> **DATA TO USE**
==*==

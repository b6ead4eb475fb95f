//! SortedMap: flat key-ordered map with binary-search lookup, guarded by
//! a single reader/writer lock.

use core::borrow::Borrow;
use parking_lot::RwLock;

/// Parallel key/value storage. Both vectors are always the same length and
/// `keys` is strictly ascending; every mutation goes through one write-lock
/// acquisition so the pair is only ever observed in a consistent state.
struct Inner<K, V> {
    keys: Vec<K>,
    values: Vec<V>,
}

impl<K: Ord, V> Inner<K, V> {
    /// Binary search over `keys`. `Ok(i)` means `keys[i]` equals the query;
    /// `Err(i)` is the insertion point that keeps `keys` ascending
    /// (`0 <= i <= len`, valid on an empty map and at both boundaries).
    fn find_index<Q>(&self, key: &Q) -> Result<usize, usize>
    where
        K: Borrow<Q>,
        Q: ?Sized + Ord,
    {
        self.keys.binary_search_by(|k| k.borrow().cmp(key))
    }
}

/// A key-ordered map over parallel `Vec`s, optimized for read-heavy,
/// modest-size workloads: O(log n) lookup, O(n) ordered insert/remove.
///
/// Not a tree: there are no range queries or balancing guarantees, just a
/// sorted flat array. All methods take `&self` and synchronize internally
/// through a `RwLock` spanning the whole operation (search plus shift), so
/// concurrent callers are linearized and never see a half-shifted state.
/// `keys()`/`values()` hand out independent copies, never views into the
/// locked storage.
pub struct SortedMap<K, V> {
    inner: RwLock<Inner<K, V>>,
}

impl<K: Ord, V> SortedMap<K, V> {
    /// Create an empty map.
    pub fn new() -> Self {
        Self {
            inner: RwLock::new(Inner {
                keys: Vec::new(),
                values: Vec::new(),
            }),
        }
    }

    /// Create an empty map with room for `capacity` entries in both vectors.
    pub fn with_capacity(capacity: usize) -> Self {
        Self {
            inner: RwLock::new(Inner {
                keys: Vec::with_capacity(capacity),
                values: Vec::with_capacity(capacity),
            }),
        }
    }

    /// Upsert. If `key` is present its value is overwritten in place (the
    /// stored key is left untouched); otherwise the pair is inserted at the
    /// position that keeps the key order ascending, shifting later entries
    /// right. Returns the previous value on overwrite.
    pub fn set(&self, key: K, value: V) -> Option<V> {
        let mut inner = self.inner.write();
        match inner.find_index(&key) {
            Ok(i) => Some(core::mem::replace(&mut inner.values[i], value)),
            Err(i) => {
                inner.keys.insert(i, key);
                inner.values.insert(i, value);
                None
            }
        }
    }

    /// Look up `key` and return a copy of its value, or `None` when absent.
    /// Absence is always an explicit `None`, never a sentinel value.
    pub fn get<Q>(&self, key: &Q) -> Option<V>
    where
        K: Borrow<Q>,
        Q: ?Sized + Ord,
        V: Clone,
    {
        let inner = self.inner.read();
        let i = inner.find_index(key).ok()?;
        Some(inner.values[i].clone())
    }

    /// Remove `key` and return its value, or `None` (and no mutation) when
    /// the key is absent. Later entries shift left by one.
    pub fn remove<Q>(&self, key: &Q) -> Option<V>
    where
        K: Borrow<Q>,
        Q: ?Sized + Ord,
    {
        let mut inner = self.inner.write();
        let i = inner.find_index(key).ok()?;
        inner.keys.remove(i);
        Some(inner.values.remove(i))
    }

    /// Existence check without copying the value.
    pub fn contains_key<Q>(&self, key: &Q) -> bool
    where
        K: Borrow<Q>,
        Q: ?Sized + Ord,
    {
        self.inner.read().find_index(key).is_ok()
    }

    /// Snapshot of the keys in ascending order. Fully independent copy:
    /// mutating the map afterward never affects a returned snapshot.
    pub fn keys(&self) -> Vec<K>
    where
        K: Clone,
    {
        self.inner.read().keys.clone()
    }

    /// Snapshot of the values, index-aligned with `keys()` taken at the same
    /// instant (both are read under one lock acquisition per call).
    pub fn values(&self) -> Vec<V>
    where
        V: Clone,
    {
        self.inner.read().values.clone()
    }

    pub fn len(&self) -> usize {
        self.inner.read().keys.len()
    }

    pub fn is_empty(&self) -> bool {
        self.inner.read().keys.is_empty()
    }

    /// Drop every entry. Subsequent lookups miss until the map is
    /// repopulated.
    pub fn clear(&self) {
        let mut inner = self.inner.write();
        inner.keys.clear();
        inner.values.clear();
    }
}

impl<K: Ord, V> Default for SortedMap<K, V> {
    fn default() -> Self {
        Self::new()
    }
}

impl<K: Ord, V> FromIterator<(K, V)> for SortedMap<K, V> {
    fn from_iter<I: IntoIterator<Item = (K, V)>>(iter: I) -> Self {
        let map = Self::new();
        for (k, v) in iter {
            map.set(k, v);
        }
        map
    }
}

#[cfg(test)]
mod tests {
    use super::*;

    /// Invariant: keys come back strictly ascending regardless of insertion
    /// order, and values follow their keys.
    #[test]
    fn out_of_order_inserts_sort() {
        let m = SortedMap::new();
        m.set(3, "three");
        m.set(1, "one");
        m.set(2, "two");
        assert_eq!(m.keys(), vec![1, 2, 3]);
        assert_eq!(m.values(), vec!["one", "two", "three"]);
    }

    /// Invariant: misses on an empty map are explicit and mutation-free.
    #[test]
    fn empty_map_misses() {
        let m: SortedMap<i32, String> = SortedMap::new();
        assert_eq!(m.get(&5), None);
        assert_eq!(m.remove(&5), None);
        assert!(!m.contains_key(&5));
        assert_eq!(m.len(), 0);
        assert!(m.is_empty());
    }

    /// Invariant: equal-key set replaces the value, never grows the map.
    #[test]
    fn upsert_replaces_value() {
        let m = SortedMap::new();
        assert_eq!(m.set(2, "two"), None);
        assert_eq!(m.set(2, "deux"), Some("two"));
        assert_eq!(m.len(), 1);
        assert_eq!(m.get(&2), Some("deux"));
    }

    /// Invariant: removal shifts later entries left and leaves order intact.
    #[test]
    fn remove_middle_keeps_order() {
        let m = SortedMap::new();
        m.set("b", 2);
        m.set("a", 1);
        m.set("c", 3);
        assert_eq!(m.remove("b"), Some(2));
        assert_eq!(m.keys(), vec!["a", "c"]);
        assert_eq!(m.len(), 2);
        assert!(!m.contains_key("b"));
    }

    /// Invariant: insert-then-remove of an absent key restores the exact
    /// prior snapshots.
    #[test]
    fn insert_remove_round_trip() {
        let m = SortedMap::new();
        for (k, v) in [(10, "a"), (30, "c"), (50, "e")] {
            m.set(k, v);
        }
        let keys_before = m.keys();
        let values_before = m.values();

        m.set(20, "b");
        assert_eq!(m.keys(), vec![10, 20, 30, 50]);
        assert_eq!(m.remove(&20), Some("b"));

        assert_eq!(m.keys(), keys_before);
        assert_eq!(m.values(), values_before);
    }

    /// Invariant: insertion at both boundaries never reads out of bounds and
    /// lands at index 0 / index len.
    #[test]
    fn boundary_inserts() {
        let m = SortedMap::new();
        m.set(5, "five");
        m.set(1, "one"); // below min
        m.set(9, "nine"); // above max
        assert_eq!(m.keys(), vec![1, 5, 9]);
        assert_eq!(m.remove(&1), Some("one"));
        assert_eq!(m.remove(&9), Some("nine"));
        assert_eq!(m.keys(), vec![5]);
    }

    /// Invariant: snapshots are copies; later mutation does not leak into a
    /// previously taken snapshot.
    #[test]
    fn snapshots_are_independent() {
        let m = SortedMap::new();
        m.set(1, "one");
        let snap = m.keys();
        m.set(0, "zero");
        m.remove(&1);
        assert_eq!(snap, vec![1]);
        assert_eq!(m.keys(), vec![0]);
    }

    /// Invariant: clear empties the map and lookups miss until repopulated.
    #[test]
    fn clear_then_repopulate() {
        let m = SortedMap::new();
        m.set(1, "one");
        m.set(2, "two");
        m.clear();
        assert!(m.is_empty());
        assert_eq!(m.get(&1), None);
        m.set(1, "uno");
        assert_eq!(m.get(&1), Some("uno"));
        assert_eq!(m.len(), 1);
    }

    /// Invariant: borrowed lookup works (store `String`, query with `&str`).
    #[test]
    fn borrowed_lookup_with_str() {
        let m: SortedMap<String, i32> = SortedMap::new();
        m.set("hello".to_string(), 1);
        assert!(m.contains_key("hello"));
        assert_eq!(m.get("hello"), Some(1));
        assert!(!m.contains_key("world"));
        assert_eq!(m.remove("hello"), Some(1));
        assert!(m.is_empty());
    }

    /// Invariant: index alignment — `get(keys()[i]) == values()[i]` for all i.
    #[test]
    fn keys_values_index_aligned() {
        let m = SortedMap::new();
        for k in [7, 3, 9, 1, 5] {
            m.set(k, k * 10);
        }
        let keys = m.keys();
        let values = m.values();
        assert_eq!(keys.len(), values.len());
        for (k, v) in keys.iter().zip(values.iter()) {
            assert_eq!(m.get(k), Some(*v));
        }
    }

    /// Invariant: FromIterator applies upsert semantics, last value wins.
    #[test]
    fn from_iter_upserts() {
        let m: SortedMap<i32, &str> =
            [(2, "two"), (1, "one"), (2, "deux")].into_iter().collect();
        assert_eq!(m.len(), 2);
        assert_eq!(m.get(&2), Some("deux"));
        assert_eq!(m.keys(), vec![1, 2]);
    }
}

==*==

> **PROBLEM TO SOLVE**
In the data above, find the line that contains "and synchronize internally", then reproduce exactly every line from the first line through that line.

> **TASK RESULT**
repository b6ead4eb475fb95f
//! SortedMap: flat key-ordered map with binary-search lookup, guarded by
//! a single reader/writer lock.

use core::borrow::Borrow;
use parking_lot::RwLock;

/// Parallel key/value storage. Both vectors are always the same length and
/// `keys` is strictly ascending; every mutation goes through one write-lock
/// acquisition so the pair is only ever observed in a consistent state.
struct Inner<K, V> {
    keys: Vec<K>,
    values: Vec<V>,
}

impl<K: Ord, V> Inner<K, V> {
    /// Binary search over `keys`. `Ok(i)` means `keys[i]` equals the query;
    /// `Err(i)` is the insertion point that keeps `keys` ascending
    /// (`0 <= i <= len`, valid on an empty map and at both boundaries).
    fn find_index<Q>(&self, key: &Q) -> Result<usize, usize>
    where
        K: Borrow<Q>,
        Q: ?Sized + Ord,
    {
        self.keys.binary_search_by(|k| k.borrow().cmp(key))
    }
}

/// A key-ordered map over parallel `Vec`s, optimized for read-heavy,
/// modest-size workloads: O(log n) lookup, O(n) ordered insert/remove.
///
/// Not a tree: there are no range queries or balancing guarantees, just a
/// sorted flat array. All methods take `&self` and synchronize internally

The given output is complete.